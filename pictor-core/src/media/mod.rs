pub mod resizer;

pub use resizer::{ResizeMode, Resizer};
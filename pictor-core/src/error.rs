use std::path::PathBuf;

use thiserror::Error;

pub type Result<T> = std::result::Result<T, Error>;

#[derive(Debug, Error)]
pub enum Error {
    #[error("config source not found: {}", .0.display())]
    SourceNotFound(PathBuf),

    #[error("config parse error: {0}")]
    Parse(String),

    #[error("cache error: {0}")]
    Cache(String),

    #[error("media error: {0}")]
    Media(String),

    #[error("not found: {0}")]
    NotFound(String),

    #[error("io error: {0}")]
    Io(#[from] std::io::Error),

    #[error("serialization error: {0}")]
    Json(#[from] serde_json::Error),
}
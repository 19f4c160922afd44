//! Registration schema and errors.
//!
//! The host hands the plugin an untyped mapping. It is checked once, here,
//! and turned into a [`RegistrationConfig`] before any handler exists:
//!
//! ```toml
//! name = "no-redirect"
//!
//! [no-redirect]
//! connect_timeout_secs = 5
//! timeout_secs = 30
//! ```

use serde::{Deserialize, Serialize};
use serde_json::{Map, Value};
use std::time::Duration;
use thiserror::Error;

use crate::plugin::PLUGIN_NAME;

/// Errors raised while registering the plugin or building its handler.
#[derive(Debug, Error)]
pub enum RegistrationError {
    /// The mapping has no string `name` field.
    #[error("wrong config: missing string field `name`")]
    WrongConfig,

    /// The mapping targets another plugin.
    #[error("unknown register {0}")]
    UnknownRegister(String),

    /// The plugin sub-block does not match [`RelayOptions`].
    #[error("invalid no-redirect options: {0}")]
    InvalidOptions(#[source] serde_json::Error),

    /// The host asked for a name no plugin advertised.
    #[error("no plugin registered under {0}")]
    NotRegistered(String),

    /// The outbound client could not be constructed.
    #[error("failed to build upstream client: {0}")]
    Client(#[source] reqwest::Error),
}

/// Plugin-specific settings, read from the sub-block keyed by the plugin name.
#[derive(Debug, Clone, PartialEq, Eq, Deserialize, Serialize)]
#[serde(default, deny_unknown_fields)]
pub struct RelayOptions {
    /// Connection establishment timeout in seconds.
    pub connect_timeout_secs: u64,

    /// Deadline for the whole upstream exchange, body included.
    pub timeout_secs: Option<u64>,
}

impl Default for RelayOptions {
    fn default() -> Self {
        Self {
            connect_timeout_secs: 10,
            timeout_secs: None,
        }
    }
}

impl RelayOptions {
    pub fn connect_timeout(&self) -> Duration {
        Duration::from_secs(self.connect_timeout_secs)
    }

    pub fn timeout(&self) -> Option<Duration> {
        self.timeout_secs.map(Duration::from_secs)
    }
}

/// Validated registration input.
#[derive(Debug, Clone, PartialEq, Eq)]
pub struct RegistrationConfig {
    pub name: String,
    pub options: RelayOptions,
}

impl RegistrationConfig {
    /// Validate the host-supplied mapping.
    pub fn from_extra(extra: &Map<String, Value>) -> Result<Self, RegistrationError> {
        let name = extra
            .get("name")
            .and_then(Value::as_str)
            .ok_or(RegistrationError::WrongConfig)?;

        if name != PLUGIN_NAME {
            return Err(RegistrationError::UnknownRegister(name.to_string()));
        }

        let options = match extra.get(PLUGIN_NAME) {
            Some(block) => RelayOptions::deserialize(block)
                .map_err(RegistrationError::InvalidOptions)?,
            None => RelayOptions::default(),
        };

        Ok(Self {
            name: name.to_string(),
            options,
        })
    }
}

...

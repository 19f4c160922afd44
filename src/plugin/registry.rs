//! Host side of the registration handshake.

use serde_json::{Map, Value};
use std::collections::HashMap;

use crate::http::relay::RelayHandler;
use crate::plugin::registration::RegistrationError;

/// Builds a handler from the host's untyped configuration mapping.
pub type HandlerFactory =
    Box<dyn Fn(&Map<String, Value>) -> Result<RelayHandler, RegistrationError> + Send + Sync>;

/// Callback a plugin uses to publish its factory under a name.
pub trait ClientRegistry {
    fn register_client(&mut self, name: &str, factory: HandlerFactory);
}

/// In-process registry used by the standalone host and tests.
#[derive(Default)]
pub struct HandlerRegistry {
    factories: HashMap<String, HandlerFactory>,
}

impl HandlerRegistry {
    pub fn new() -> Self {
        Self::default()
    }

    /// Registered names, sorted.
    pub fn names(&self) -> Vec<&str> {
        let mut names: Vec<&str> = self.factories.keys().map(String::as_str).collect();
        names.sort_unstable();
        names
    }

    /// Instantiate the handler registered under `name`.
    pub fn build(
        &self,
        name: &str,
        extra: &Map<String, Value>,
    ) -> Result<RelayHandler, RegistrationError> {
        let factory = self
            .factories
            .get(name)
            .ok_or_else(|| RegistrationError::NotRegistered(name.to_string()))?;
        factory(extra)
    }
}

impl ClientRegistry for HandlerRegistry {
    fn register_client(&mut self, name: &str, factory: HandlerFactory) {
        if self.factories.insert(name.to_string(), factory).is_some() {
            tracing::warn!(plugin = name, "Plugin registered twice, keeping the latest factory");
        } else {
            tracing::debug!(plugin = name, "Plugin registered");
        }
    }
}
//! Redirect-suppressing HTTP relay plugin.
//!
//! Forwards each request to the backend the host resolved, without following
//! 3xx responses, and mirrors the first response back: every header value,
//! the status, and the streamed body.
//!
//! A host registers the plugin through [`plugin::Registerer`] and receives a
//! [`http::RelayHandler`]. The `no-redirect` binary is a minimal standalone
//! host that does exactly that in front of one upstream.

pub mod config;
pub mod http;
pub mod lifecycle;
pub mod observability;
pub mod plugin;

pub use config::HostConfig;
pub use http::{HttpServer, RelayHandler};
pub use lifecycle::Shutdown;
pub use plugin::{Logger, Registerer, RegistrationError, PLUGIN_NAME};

TASK TO COMPLETE: Your answer should be the exact lines above from the one with "3xx responses, and" through the one with "a minimal standalone", both included, and nothing besides.

RESPONSE:
//! 3xx responses, and mirrors the first response back: every header value,
//! the status, and the streamed body.
//!
//! A host registers the plugin through [`plugin::Registerer`] and receives a
//! [`http::RelayHandler`]. The `no-redirect` binary is a minimal standalone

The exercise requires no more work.